//! log4rs setup.
//!
//! Builders log through the `log` facade. Dropped input (unmapped fields,
//! invalid directions, substituted defaults) goes to the `autoquery::dropped`
//! target, which `configure_logging` routes to its own `dropped.log`.

use log::LevelFilter;
use log4rs::append::rolling_file::RollingFileAppender;
use log4rs::append::rolling_file::policy::compound::{
    CompoundPolicy, roll::fixed_window::FixedWindowRoller, trigger::size::SizeTrigger,
};
use log4rs::config::{Appender, Config, Logger, Root};
use log4rs::encode::pattern::PatternEncoder;
use std::path::{Path, PathBuf};

use crate::errors::QueryError;

const PATTERN: &str = "{d(%Y-%m-%d %H:%M:%S%.3f)} [{l}] {t} - {m}{n}";
const ROLL_SIZE: u64 = 10 * 1024 * 1024;

/// Initializes logging from a log4rs YAML file.
///
/// # Errors
/// Returns an error if the file cannot be loaded.
pub fn init_file(path: &Path) -> Result<(), QueryError> {
    log4rs::init_file(path, log4rs::config::Deserializers::default())
        .map_err(|e| QueryError::Logger(e.to_string()))
}

/// Configure logging globally for the process.
/// - dir: base directory for logs; if None, current directory.
/// - level: error|warn|info|debug|trace
/// - retention: number of rolled files to keep (default 7)
///
/// A logger already installed for the process is left in place.
///
/// # Errors
/// Returns an error if an appender cannot be created.
pub fn configure_logging(
    dir: Option<&Path>,
    level: Option<&str>,
    retention: Option<u32>,
) -> Result<(), QueryError> {
    let base = match dir {
        Some(d) => d.to_path_buf(),
        None => std::env::current_dir().unwrap_or_else(|_| PathBuf::from(".")),
    };
    std::fs::create_dir_all(&base).map_err(|e| QueryError::Io(e.to_string()))?;
    let keep = retention.unwrap_or(7);
    let lvl = parse_level(level);
    let app = rolling_appender(&base, "app", keep)?;
    let dropped = rolling_appender(&base, "dropped", keep)?;
    let config = Config::builder()
        .appender(Appender::builder().build("app", Box::new(app)))
        .appender(Appender::builder().build("dropped", Box::new(dropped)))
        .logger(
            Logger::builder()
                .appender("dropped")
                .additive(false)
                .build("autoquery::dropped", lvl),
        )
        .build(Root::builder().appender("app").build(lvl))
        .map_err(|e| QueryError::Logger(e.to_string()))?;
    let _ = log4rs::init_config(config);
    Ok(())
}

/// Configure logging from environment variables if present:
/// - AUTOQUERY_LOG_DIR
/// - AUTOQUERY_LOG_LEVEL
/// - AUTOQUERY_LOG_RETENTION
///
/// # Errors
/// Returns an error if an appender cannot be created.
pub fn configure_from_env() -> Result<(), QueryError> {
    let dir = std::env::var("AUTOQUERY_LOG_DIR").ok().map(PathBuf::from);
    let level = std::env::var("AUTOQUERY_LOG_LEVEL").ok();
    let retention =
        std::env::var("AUTOQUERY_LOG_RETENTION").ok().and_then(|s| s.parse::<u32>().ok());
    configure_logging(dir.as_deref(), level.as_deref(), retention)
}

fn parse_level(level: Option<&str>) -> LevelFilter {
    match level.unwrap_or("info").to_ascii_lowercase().as_str() {
        "error" => LevelFilter::Error,
        "warn" => LevelFilter::Warn,
        "debug" => LevelFilter::Debug,
        "trace" => LevelFilter::Trace,
        _ => LevelFilter::Info,
    }
}

fn rolling_appender(base: &Path, name: &str, keep: u32) -> Result<RollingFileAppender, QueryError> {
    let roller = FixedWindowRoller::builder()
        .build(&format!("{}", base.join(format!("{name}.{{}}.log")).display()), keep)
        .map_err(|e| QueryError::Logger(e.to_string()))?;
    let policy = CompoundPolicy::new(Box::new(SizeTrigger::new(ROLL_SIZE)), Box::new(roller));
    RollingFileAppender::builder()
        .encoder(Box::new(PatternEncoder::new(PATTERN)))
        .build(base.join(format!("{name}.log")), Box::new(policy))
        .map_err(|e| QueryError::Io(e.to_string()))
}
use thiserror::Error;

#[derive(Debug, Error)]
pub enum QueryError {
    #[error("I/O error: {0}")]
    Io(String),

    #[error("Serde JSON: {0}")]
    Json(#[from] serde_json::Error),

    #[error("TOML: {0}")]
    Toml(#[from] toml::de::Error),

    #[error("invalid value for stage `{stage}`: expected a string, found {found}")]
    InvalidStageValue { stage: String, found: &'static str },

    #[error("Config error: {0}")]
    Config(String),

    #[error("Logger error: {0}")]
    Logger(String),
}
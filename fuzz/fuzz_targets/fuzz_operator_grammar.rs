#![no_main]
use libfuzzer_sys::fuzz_target;

fuzz_target!(|data: &[u8]| {
    if data.len() > 4096 { return; }
    if let Ok(s) = std::str::from_utf8(data) {
        let tagged = autoquery::query::parse_operator(s);
        // Stripping a marker never grows the operand.
        assert!(tagged.operand.len() <= s.len());
        let values: Vec<autoquery::query::QueryScalar> = s.split(',').map(Into::into).collect();
        let p = autoquery::query::partition_negated(&values);
        assert_eq!(p.included.len() + p.excluded.len(), values.len());
    }
});
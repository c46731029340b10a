#![allow(dead_code)]

use autoquery::{Dictionary, FieldKind, Schema};
use bson::{Document, doc};

pub fn user_schema() -> Schema {
    Schema::new("users")
        .field("name", FieldKind::String)
        .field("surname", FieldKind::String)
        .field("likes", FieldKind::String)
        .field("car.model", FieldKind::String)
        .field("car.year", FieldKind::Number)
}

pub fn dictionary() -> Dictionary {
    Dictionary::new([
        ("firstName", "name"),
        ("lastName", "surname"),
        ("vehicle.model", "car.model"),
        ("vehicle.year", "car.year"),
    ])
}

pub fn users() -> Vec<Document> {
    vec![
        doc! {
            "_id": 1,
            "name": "Jonas",
            "surname": "Tomanga",
            "likes": ["Football", "Volleyball"],
            "car": [{ "model": "Kalahari", "year": 2007 }],
            "aim": "Booting",
        },
        doc! {
            "_id": 2,
            "name": "Jon",
            "surname": "Manga",
            "likes": ["Dancing", "Volleyball"],
            "car": [{ "model": "Oshakati", "year": 1900 }],
        },
        doc! {
            "_id": 3,
            "name": "Jane",
            "surname": "Manga",
            "likes": ["Dancing", "Basketball"],
            "car": [{ "model": "Otavi", "year": 2020 }],
        },
        doc! {
            "_id": 4,
            "name": "Jonas",
            "surname": "Manga",
            "likes": ["Dancing", "Basketball"],
            "car": [{ "model": "Otavi", "year": 2020 }],
        },
    ]
}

○ ○ ○ ○ ○ ○ ○

**What the exercise asks**
Write down the full listing again, exactly.

**Result**
//! log4rs setup.
//!
//! Builders log through the `log` facade. Dropped input (unmapped fields,
//! invalid directions, substituted defaults) goes to the `autoquery::dropped`
//! target, which `configure_logging` routes to its own `dropped.log`.

use log::LevelFilter;
use log4rs::append::rolling_file::RollingFileAppender;
use log4rs::append::rolling_file::policy::compound::{
    CompoundPolicy, roll::fixed_window::FixedWindowRoller, trigger::size::SizeTrigger,
};
use log4rs::config::{Appender, Config, Logger, Root};
use log4rs::encode::pattern::PatternEncoder;
use std::path::{Path, PathBuf};

use crate::errors::QueryError;

const PATTERN: &str = "{d(%Y-%m-%d %H:%M:%S%.3f)} [{l}] {t} - {m}{n}";
const ROLL_SIZE: u64 = 10 * 1024 * 1024;

/// Initializes logging from a log4rs YAML file.
///
/// # Errors
/// Returns an error if the file cannot be loaded.
pub fn init_file(path: &Path) -> Result<(), QueryError> {
    log4rs::init_file(path, log4rs::config::Deserializers::default())
        .map_err(|e| QueryError::Logger(e.to_string()))
}

/// Configure logging globally for the process.
/// - dir: base directory for logs; if None, current directory.
/// - level: error|warn|info|debug|trace
/// - retention: number of rolled files to keep (default 7)
///
/// A logger already installed for the process is left in place.
///
/// # Errors
/// Returns an error if an appender cannot be created.
pub fn configure_logging(
    dir: Option<&Path>,
    level: Option<&str>,
    retention: Option<u32>,
) -> Result<(), QueryError> {
    let base = match dir {
        Some(d) => d.to_path_buf(),
        None => std::env::current_dir().unwrap_or_else(|_| PathBuf::from(".")),
    };
    std::fs::create_dir_all(&base).map_err(|e| QueryError::Io(e.to_string()))?;
    let keep = retention.unwrap_or(7);
    let lvl = parse_level(level);
    let app = rolling_appender(&base, "app", keep)?;
    let dropped = rolling_appender(&base, "dropped", keep)?;
    let config = Config::builder()
        .appender(Appender::builder().build("app", Box::new(app)))
        .appender(Appender::builder().build("dropped", Box::new(dropped)))
        .logger(
            Logger::builder()
                .appender("dropped")
                .additive(false)
                .build("autoquery::dropped", lvl),
        )
        .build(Root::builder().appender("app").build(lvl))
        .map_err(|e| QueryError::Logger(e.to_string()))?;
    let _ = log4rs::init_config(config);
    Ok(())
}

/// Configure logging from environment variables if present:
/// - AUTOQUERY_LOG_DIR
/// - AUTOQUERY_LOG_LEVEL
/// - AUTOQUERY_LOG_RETENTION
///
/// # Errors
/// Returns an error if an appender cannot be created.
pub fn configure_from_env() -> Result<(), QueryError> {
    let dir = std::env::var("AUTOQUERY_LOG_DIR").ok().map(PathBuf::from);
    let level = std::env::var("AUTOQUERY_LOG_LEVEL").ok();
    let retention =
        std::env::var("AUTOQUERY_LOG_RETENTION").ok().and_then(|s| s.parse::<u32>().ok());
    configure_logging(dir.as_deref(), level.as_deref(), retention)
}

fn parse_level(level: Option<&str>) -> LevelFilter {
    match level.unwrap_or("info").to_ascii_lowercase().as_str() {
        "error" => LevelFilter::Error,
        "warn" => LevelFilter::Warn,
        "debug" => LevelFilter::Debug,
        "trace" => LevelFilter::Trace,
        _ => LevelFilter::Info,
    }
}

fn rolling_appender(base: &Path, name: &str, keep: u32) -> Result<RollingFileAppender, QueryError> {
    let roller = FixedWindowRoller::builder()
        .build(&format!("{}", base.join(format!("{name}.{{}}.log")).display()), keep)
        .map_err(|e| QueryError::Logger(e.to_string()))?;
    let policy = CompoundPolicy::new(Box::new(SizeTrigger::new(ROLL_SIZE)), Box::new(roller));
    RollingFileAppender::builder()
        .encoder(Box::new(PatternEncoder::new(PATTERN)))
        .build(base.join(format!("{name}.log")), Box::new(policy))
        .map_err(|e| QueryError::Io(e.to_string()))
}
use thiserror::Error;

#[derive(Debug, Error)]
pub enum QueryError {
    #[error("I/O error: {0}")]
    Io(String),

    #[error("Serde JSON: {0}")]
    Json(#[from] serde_json::Error),

    #[error("TOML: {0}")]
    Toml(#[from] toml::de::Error),

    #[error("invalid value for stage `{stage}`: expected a string, found {found}")]
    InvalidStageValue { stage: String, found: &'static str },

    #[error("Config error: {0}")]
    Config(String),

    #[error("Logger error: {0}")]
    Logger(String),
}
filename fuzz/fuzz_targets/fuzz_operator_grammar.rs
#![no_main]
use libfuzzer_sys::fuzz_target;

fuzz_target!(|data: &[u8]| {
    if data.len() > 4096 { return; }
    if let Ok(s) = std::str::from_utf8(data) {
        let tagged = autoquery::query::parse_operator(s);
        // Stripping a marker never grows the operand.
        assert!(tagged.operand.len() <= s.len());
        let values: Vec<autoquery::query::QueryScalar> = s.split(',').map(Into::into).collect();
        let p = autoquery::query::partition_negated(&values);
        assert_eq!(p.included.len() + p.excluded.len(), values.len());
    }
});
repository c46731029340b10a
#![allow(dead_code)]

use autoquery::{Dictionary, FieldKind, Schema};
use bson::{Document, doc};

pub fn user_schema() -> Schema {
    Schema::new("users")
        .field("name", FieldKind::String)
        .field("surname", FieldKind::String)
        .field("likes", FieldKind::String)
        .field("car.model", FieldKind::String)
        .field("car.year", FieldKind::Number)
}

pub fn dictionary() -> Dictionary {
    Dictionary::new([
        ("firstName", "name"),
        ("lastName", "surname"),
        ("vehicle.model", "car.model"),
        ("vehicle.year", "car.year"),
    ])
}

pub fn users() -> Vec<Document> {
    vec![
        doc! {
            "_id": 1,
            "name": "Jonas",
            "surname": "Tomanga",
            "likes": ["Football", "Volleyball"],
            "car": [{ "model": "Kalahari", "year": 2007 }],
            "aim": "Booting",
        },
        doc! {
            "_id": 2,
            "name": "Jon",
            "surname": "Manga",
            "likes": ["Dancing", "Volleyball"],
            "car": [{ "model": "Oshakati", "year": 1900 }],
        },
        doc! {
            "_id": 3,
            "name": "Jane",
            "surname": "Manga",
            "likes": ["Dancing", "Basketball"],
            "car": [{ "model": "Otavi", "year": 2020 }],
        },
        doc! {
            "_id": 4,
            "name": "Jonas",
            "surname": "Manga",
            "likes": ["Dancing", "Basketball"],
            "car": [{ "model": "Otavi", "year": 2020 }],
        },
    ]
}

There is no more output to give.